Mantis Shrimp's Attack Claw Inspires Tough New Material Design
The weapon with which mantis shrimp attack their prey, including mollusks and crabs, is no ordinary appendage. This clublike claw accelerates faster than a .22-calliber bullet, delivers an impact more than 1,000 times the shrimp’s own body weight, and stays intact even after thousands of blows.
Researchers think studying the structure of the club could inspire biology-mimicking materials to make stronger airplanes, cars, body armor and football helmets.
In fact, researchers found in recent tests that a shrimp-inspired material design proved tougher and more impact-resistant than a standard material structure used in the aerospace industry.
"The more we study the club of this tiny crustacean, the more we realize its structure could improve so many things we use every day," study researcher David Kisailus, a professor of engineering at the University of California, Riverside, said in a statement. [Photos: Mantis Shrimp’s Googly Eyes]
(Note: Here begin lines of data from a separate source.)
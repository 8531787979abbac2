use std::sync::Arc;

use serde_json::json;

use super::{logout, sale_row, StatsPanel};
use crate::api::models::{
    AvailableMedicine, PaymentOrder, PaymentOrderRequest, PaymentVerification, PrescriptionFile,
    ReceiptChannel, ReceiptResult, Sale, SaleInput, Staff,
};
use crate::api::PharmacyApi;
use crate::executor::{Action, Executor, Outcome};
use crate::ui::{Form, Host, Row, Table};
use crate::utils::{format_currency, validate_phone};

const STAFF: Action = Action::new("load staff info", "staff_load_failed", "staff_load_error");
const STATS: Action =
    Action::new("load dashboard stats", "stats_load_failed", "stats_load_error").quiet();
const AVAILABLE: Action = Action::new(
    "load available medicines",
    "available_load_failed",
    "available_load_error",
);
const SALES: Action = Action::new("load sales", "sales_load_failed", "sales_load_error");
const RECORDS: Action =
    Action::new("load sales records", "sales_load_failed", "records_load_error").quiet();
const UPLOAD: Action = Action::new(
    "upload prescription",
    "prescription_upload_failed",
    "prescription_upload_error",
);
const SALE: Action =
    Action::new("record sale", "sale_failed", "sale_error").with_success("sale_recorded");
const RECEIPT: Action =
    Action::new("send receipt", "receipt_failed", "receipt_error").with_success("receipt_sent");
const ORDER: Action = Action::new(
    "create payment order",
    "payment_order_failed",
    "payment_order_error",
)
.with_success("payment_order_created");
const VERIFY: Action = Action::new(
    "verify payment",
    "payment_verify_failed",
    "payment_verify_error",
)
.with_success("payment_verified");

const PAYMENT_CURRENCY: &str = "INR";

#[derive(Clone, Copy, Debug, Default, PartialEq, Eq)]
pub enum Section {
    #[default]
    Sales,
    Records,
}

/// One entry of the medicine picker.
#[derive(Clone, Debug, PartialEq)]
pub struct MedicineOption {
    pub id: i64,
    pub label: String,
    pub price: f64,
    pub available: i64,
}

impl From<&AvailableMedicine> for MedicineOption {
    fn from(medicine: &AvailableMedicine) -> Self {
        Self {
            id: medicine.id,
            label: format!(
                "{} ({} available) - {}",
                medicine.name,
                medicine.quantity_available,
                format_currency(medicine.unit_price)
            ),
            price: medicine.unit_price,
            available: medicine.quantity_available,
        }
    }
}

/// Inline status line under the sale form.
#[derive(Clone, Debug, PartialEq, Eq)]
pub struct SaleMessage {
    pub text: String,
    pub success: bool,
}

/// A Razorpay order waiting for the customer to pay, with the sale it pays
/// for.
#[derive(Clone, Debug, PartialEq)]
pub struct PendingPayment {
    pub order: PaymentOrder,
    pub sale: SaleInput,
}

/// Point-of-sale view used by pharmacy staff.
pub struct StaffDashboard<A: PharmacyApi> {
    api: Arc<A>,
    executor: Executor,
    auth_entry: String,
    pub staff: Option<Staff>,
    pub stats: StatsPanel,
    pub options: Vec<MedicineOption>,
    pub selected: Option<i64>,
    pub sale_form: Form,
    pub prescription: Option<PrescriptionFile>,
    pub total: String,
    pub sale_message: Option<SaleMessage>,
    pub last_sale: Option<i64>,
    pub pending_payment: Option<PendingPayment>,
    pub sales: Table,
    pub records: Table,
    pub section: Section,
}

impl<A: PharmacyApi> StaffDashboard<A> {
    pub fn new(api: Arc<A>, executor: Executor, auth_entry: impl Into<String>) -> Self {
        Self {
            api,
            executor,
            auth_entry: auth_entry.into(),
            staff: None,
            stats: StatsPanel::default(),
            options: Vec::new(),
            selected: None,
            sale_form: Form::new(),
            prescription: None,
            total: format_currency(0.0),
            sale_message: None,
            last_sale: None,
            pending_payment: None,
            sales: Table::new(),
            records: Table::new(),
            section: Section::default(),
        }
    }

    pub async fn load(&mut self) {
        let (staff, stats, available, sales) = futures::join!(
            self.executor.run(&STAFF, self.api.current_staff()),
            self.executor.run(&STATS, self.api.dashboard_stats()),
            self.executor.run(&AVAILABLE, self.api.available_medicines()),
            self.executor.run(&SALES, self.api.list_sales()),
        );
        if let Ok(staff) = staff {
            log::info!("Signed in as {} (#{})", staff.full_name, staff.staff_id);
            self.staff = Some(staff);
        }
        if let Ok(stats) = stats {
            self.stats = StatsPanel::from(&stats);
        }
        if let Ok(available) = available {
            self.show_options(&available);
        }
        if let Ok(sales) = sales {
            self.sales.replace_rows(sales.iter().map(sale_row).collect());
        }
    }

    pub async fn load_staff(&mut self) -> Outcome<()> {
        let staff = self.executor.run(&STAFF, self.api.current_staff()).await?;
        self.staff = Some(staff);
        Ok(())
    }

    pub async fn load_stats(&mut self) -> Outcome<()> {
        let stats = self.executor.run(&STATS, self.api.dashboard_stats()).await?;
        self.stats = StatsPanel::from(&stats);
        Ok(())
    }

    pub async fn load_available(&mut self) -> Outcome<()> {
        let available = self
            .executor
            .run(&AVAILABLE, self.api.available_medicines())
            .await?;
        self.show_options(&available);
        Ok(())
    }

    fn show_options(&mut self, available: &[AvailableMedicine]) {
        self.options = available.iter().map(MedicineOption::from).collect();
        if self
            .selected
            .is_some_and(|id| !self.options.iter().any(|o| o.id == id))
        {
            self.selected = None;
        }
        self.update_total();
    }

    pub async fn load_sales(&mut self) -> Outcome<()> {
        let sales = self.executor.run(&SALES, self.api.list_sales()).await?;
        self.sales.replace_rows(sales.iter().map(sale_row).collect());
        Ok(())
    }

    /// Fills the records section. Failures are shown in the table itself.
    pub async fn load_records(&mut self) -> Outcome<()> {
        match self.executor.run(&RECORDS, self.api.list_sales()).await {
            Ok(sales) => {
                self.show_records(&sales);
                Ok(())
            }
            Err(failure) => {
                self.records
                    .placeholder(self.executor.text("records_load_error"));
                Err(failure)
            }
        }
    }

    fn show_records(&mut self, sales: &[Sale]) {
        if sales.is_empty() {
            self.records.placeholder(self.executor.text("sales_empty"));
        } else {
            self.records
                .replace_rows(sales.iter().map(sale_row).collect::<Vec<Row>>());
        }
    }

    /// Switches the visible section; opening the records reloads them.
    pub async fn show_section(&mut self, section: Section) {
        self.section = section;
        if section == Section::Records {
            let _ = self.load_records().await;
        }
    }

    pub fn select_medicine(&mut self, id: Option<i64>) {
        self.selected = id;
        self.update_total();
    }

    pub fn set_quantity(&mut self, quantity: &str) {
        self.sale_form.set("quantity_sold", quantity);
        self.update_total();
    }

    pub fn attach_prescription(&mut self, file: PrescriptionFile) {
        self.prescription = Some(file);
    }

    /// Quantity times the selected medicine's price, or zero when either
    /// is missing.
    fn update_total(&mut self) {
        let total = self
            .selected_option()
            .zip(self.sale_form.int("quantity_sold"))
            .map(|(option, quantity)| option.price * quantity as f64)
            .unwrap_or(0.0);
        self.total = format_currency(total);
    }

    fn selected_option(&self) -> Option<&MedicineOption> {
        let id = self.selected?;
        self.options.iter().find(|option| option.id == id)
    }

    /// Records a sale. A checked prescription is uploaded first; if the
    /// upload fails the sale is not sent. Returns the new sale's id when the
    /// server reports one.
    pub async fn record_sale(&mut self) -> Outcome<Option<i64>> {
        let mut sale = self.sale_input()?;

        if let Some(file) = self.prescription.as_ref() {
            let uploaded = self
                .executor
                .run(&UPLOAD, self.api.upload_prescription(file))
                .await?;
            sale.prescription_photo_url = uploaded.file_url;
        }

        match self.executor.run(&SALE, self.api.create_sale(&sale)).await {
            Ok(ack) => {
                self.finish_sale(ack.sale_id).await;
                Ok(ack.sale_id)
            }
            Err(failure) => {
                self.sale_message = Some(SaleMessage {
                    text: failure.message().to_string(),
                    success: false,
                });
                Err(failure)
            }
        }
    }

    async fn finish_sale(&mut self, sale_id: Option<i64>) {
        match sale_id {
            Some(id) => log::info!("Sale {} recorded", id),
            None => log::info!("Sale recorded"),
        }
        self.last_sale = sale_id;
        self.sale_message = Some(SaleMessage {
            text: self.executor.text("sale_recorded"),
            success: true,
        });
        self.sale_form.reset();
        self.selected = None;
        self.prescription = None;
        self.update_total();
        let _ = self.load_available().await;
        let _ = self.load_sales().await;
        let _ = self.load_stats().await;
        if self.section == Section::Records {
            let _ = self.load_records().await;
        }
    }

    /// Validates the sale form in the order the checks are reported.
    fn sale_input(&self) -> Outcome<SaleInput> {
        let staff = self
            .staff
            .as_ref()
            .ok_or_else(|| self.executor.reject("staff_not_loaded"))?;
        let medicine_id = self
            .selected
            .ok_or_else(|| self.executor.reject("sale_select_medicine"))?;
        let quantity_sold = self
            .sale_form
            .int("quantity_sold")
            .filter(|quantity| *quantity > 0)
            .ok_or_else(|| self.executor.reject("sale_quantity_positive"))?;

        for field in ["customer_phone", "doctor_phone"] {
            let phone = self.sale_form.get(field);
            if !phone.trim().is_empty() && !validate_phone(phone) {
                return Err(self.executor.reject("sale_phone_invalid"));
            }
        }

        Ok(SaleInput {
            medicine_id,
            quantity_sold,
            doctor_name: self.sale_form.get("doctor_name").to_string(),
            doctor_phone: self.sale_form.get("doctor_phone").to_string(),
            prescription_photo_url: String::new(),
            customer_name: self.sale_form.get("customer_name").to_string(),
            customer_phone: self.sale_form.get("customer_phone").to_string(),
            sold_by: Some(staff.staff_id),
        })
    }

    pub async fn send_receipt(
        &self,
        sale_id: i64,
        channel: ReceiptChannel,
    ) -> Outcome<ReceiptResult> {
        self.executor
            .run(&RECEIPT, self.api.send_receipt(sale_id, channel))
            .await
    }

    /// Opens a Razorpay order for the sale currently in the form. Amounts
    /// are sent in paise.
    pub async fn create_payment_order(&mut self) -> Outcome<PaymentOrder> {
        let sale = self.sale_input()?;
        let price = self.selected_option().map(|o| o.price).unwrap_or_default();
        let amount = (price * sale.quantity_sold as f64 * 100.0).round() as u64;
        let request = PaymentOrderRequest {
            amount,
            currency: PAYMENT_CURRENCY.to_string(),
            receipt: Some(format!("sale_{}_{}", sale.medicine_id, uuid::Uuid::new_v4().simple())),
            notes: json!({
                "medicine_id": sale.medicine_id,
                "quantity_sold": sale.quantity_sold,
                "customer_name": sale.customer_name,
            }),
        };

        let order = self
            .executor
            .run(&ORDER, self.api.create_payment_order(&request))
            .await?;
        self.pending_payment = Some(PendingPayment {
            order: order.clone(),
            sale,
        });
        Ok(order)
    }

    /// Confirms the payment for the pending order; the server records the
    /// sale once the signature checks out.
    pub async fn verify_payment(
        &mut self,
        payment_id: &str,
        signature: &str,
    ) -> Outcome<Option<i64>> {
        let pending = self
            .pending_payment
            .as_ref()
            .ok_or_else(|| self.executor.reject("payment_no_order"))?;
        let verification = PaymentVerification {
            payment_id: payment_id.to_string(),
            order_id: pending.order.id.clone(),
            signature: signature.to_string(),
            form_data: pending.sale.clone(),
        };

        let result = self
            .executor
            .run(&VERIFY, self.api.verify_payment(&verification))
            .await?;
        self.pending_payment = None;
        self.finish_sale(result.sale_id).await;
        Ok(result.sale_id)
    }

    pub fn search(&mut self, query: &str) {
        self.sales.filter(query);
    }

    pub async fn logout(&self, host: &dyn Host) -> Outcome<()> {
        logout(self.api.as_ref(), &self.executor, host, &self.auth_entry).await
    }
}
In previous work, Kisailus and his colleagues examined the structure of the club and found an endocuticle region in which mineralized fibers are arranged in layers and act as a shock absorber. Each layer is rotated slightly compared to the one below, creating a spiraling, or helicoidal, pattern.
The researchers created carbon fiber-epoxy composites containing layers at three different helicoidal angles. Then, using a drop weight system similar to the kind used for materials testing in the aircraft industry, they tested the shrimp-inspired composites against two control materials. One control contained layers with fibers running parallel to one another and the second control contained layers in an alternating configuration used in the aerospace industry.
The shrimp-inspired materials fared better than either control in the impact, compression and ultrasound testing, the researchers reported in an article published online last month in the journal Acta Biomaterialia.